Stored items
---
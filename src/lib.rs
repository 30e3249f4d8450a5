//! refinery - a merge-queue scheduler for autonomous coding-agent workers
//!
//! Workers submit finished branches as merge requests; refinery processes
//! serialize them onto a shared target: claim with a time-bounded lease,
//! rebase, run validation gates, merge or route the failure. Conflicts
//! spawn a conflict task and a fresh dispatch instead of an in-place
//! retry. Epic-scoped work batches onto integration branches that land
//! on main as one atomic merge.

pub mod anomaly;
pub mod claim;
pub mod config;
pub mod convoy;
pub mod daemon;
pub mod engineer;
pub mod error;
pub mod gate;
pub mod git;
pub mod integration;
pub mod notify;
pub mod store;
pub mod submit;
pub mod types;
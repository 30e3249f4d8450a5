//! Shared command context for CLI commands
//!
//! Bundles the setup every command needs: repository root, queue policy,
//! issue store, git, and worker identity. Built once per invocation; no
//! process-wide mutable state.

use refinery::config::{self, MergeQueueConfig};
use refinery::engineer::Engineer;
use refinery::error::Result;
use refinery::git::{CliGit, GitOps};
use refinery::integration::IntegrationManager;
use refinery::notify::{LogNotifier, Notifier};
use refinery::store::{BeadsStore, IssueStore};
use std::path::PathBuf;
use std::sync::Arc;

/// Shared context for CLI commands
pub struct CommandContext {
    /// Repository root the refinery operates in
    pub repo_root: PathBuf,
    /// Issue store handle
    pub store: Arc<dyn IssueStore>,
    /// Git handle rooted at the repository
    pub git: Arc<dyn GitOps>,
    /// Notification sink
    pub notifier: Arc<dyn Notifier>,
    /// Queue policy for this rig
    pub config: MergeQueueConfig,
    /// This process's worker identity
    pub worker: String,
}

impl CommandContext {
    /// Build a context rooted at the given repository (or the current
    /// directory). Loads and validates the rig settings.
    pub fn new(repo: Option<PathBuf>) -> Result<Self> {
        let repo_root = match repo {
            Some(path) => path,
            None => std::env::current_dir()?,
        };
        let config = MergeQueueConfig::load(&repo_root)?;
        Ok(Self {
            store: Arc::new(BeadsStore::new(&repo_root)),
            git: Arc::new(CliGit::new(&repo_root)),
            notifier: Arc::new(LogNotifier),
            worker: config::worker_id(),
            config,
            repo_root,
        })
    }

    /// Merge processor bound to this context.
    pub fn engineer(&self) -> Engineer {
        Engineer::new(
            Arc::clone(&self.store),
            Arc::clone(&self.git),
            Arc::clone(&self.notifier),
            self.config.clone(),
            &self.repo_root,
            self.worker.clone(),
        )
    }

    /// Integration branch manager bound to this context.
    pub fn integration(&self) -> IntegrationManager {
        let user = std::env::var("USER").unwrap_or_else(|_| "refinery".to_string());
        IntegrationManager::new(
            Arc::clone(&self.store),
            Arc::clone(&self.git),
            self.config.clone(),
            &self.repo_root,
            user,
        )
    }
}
---
Work required: Reply by returning the full set of records above exactly.

Expected answer:
filename src/lib.rs
repository 30e3249f4d8450a5
//! refinery - a merge-queue scheduler for autonomous coding-agent workers
//!
//! Workers submit finished branches as merge requests; refinery processes
//! serialize them onto a shared target: claim with a time-bounded lease,
//! rebase, run validation gates, merge or route the failure. Conflicts
//! spawn a conflict task and a fresh dispatch instead of an in-place
//! retry. Epic-scoped work batches onto integration branches that land
//! on main as one atomic merge.

pub mod anomaly;
pub mod claim;
pub mod config;
pub mod convoy;
pub mod daemon;
pub mod engineer;
pub mod error;
pub mod gate;
pub mod git;
pub mod integration;
pub mod notify;
pub mod store;
pub mod submit;
pub mod types;
repository 30e3249f4d8450a5
//! Shared command context for CLI commands
//!
//! Bundles the setup every command needs: repository root, queue policy,
//! issue store, git, and worker identity. Built once per invocation; no
//! process-wide mutable state.

use refinery::config::{self, MergeQueueConfig};
use refinery::engineer::Engineer;
use refinery::error::Result;
use refinery::git::{CliGit, GitOps};
use refinery::integration::IntegrationManager;
use refinery::notify::{LogNotifier, Notifier};
use refinery::store::{BeadsStore, IssueStore};
use std::path::PathBuf;
use std::sync::Arc;

/// Shared context for CLI commands
pub struct CommandContext {
    /// Repository root the refinery operates in
    pub repo_root: PathBuf,
    /// Issue store handle
    pub store: Arc<dyn IssueStore>,
    /// Git handle rooted at the repository
    pub git: Arc<dyn GitOps>,
    /// Notification sink
    pub notifier: Arc<dyn Notifier>,
    /// Queue policy for this rig
    pub config: MergeQueueConfig,
    /// This process's worker identity
    pub worker: String,
}

impl CommandContext {
    /// Build a context rooted at the given repository (or the current
    /// directory). Loads and validates the rig settings.
    pub fn new(repo: Option<PathBuf>) -> Result<Self> {
        let repo_root = match repo {
            Some(path) => path,
            None => std::env::current_dir()?,
        };
        let config = MergeQueueConfig::load(&repo_root)?;
        Ok(Self {
            store: Arc::new(BeadsStore::new(&repo_root)),
            git: Arc::new(CliGit::new(&repo_root)),
            notifier: Arc::new(LogNotifier),
            worker: config::worker_id(),
            config,
            repo_root,
        })
    }

    /// Merge processor bound to this context.
    pub fn engineer(&self) -> Engineer {
        Engineer::new(
            Arc::clone(&self.store),
            Arc::clone(&self.git),
            Arc::clone(&self.notifier),
            self.config.clone(),
            &self.repo_root,
            self.worker.clone(),
        )
    }

    /// Integration branch manager bound to this context.
    pub fn integration(&self) -> IntegrationManager {
        let user = std::env::var("USER").unwrap_or_else(|_| "refinery".to_string());
        IntegrationManager::new(
            Arc::clone(&self.store),
            Arc::clone(&self.git),
            self.config.clone(),
            &self.repo_root,
            user,
        )
    }
}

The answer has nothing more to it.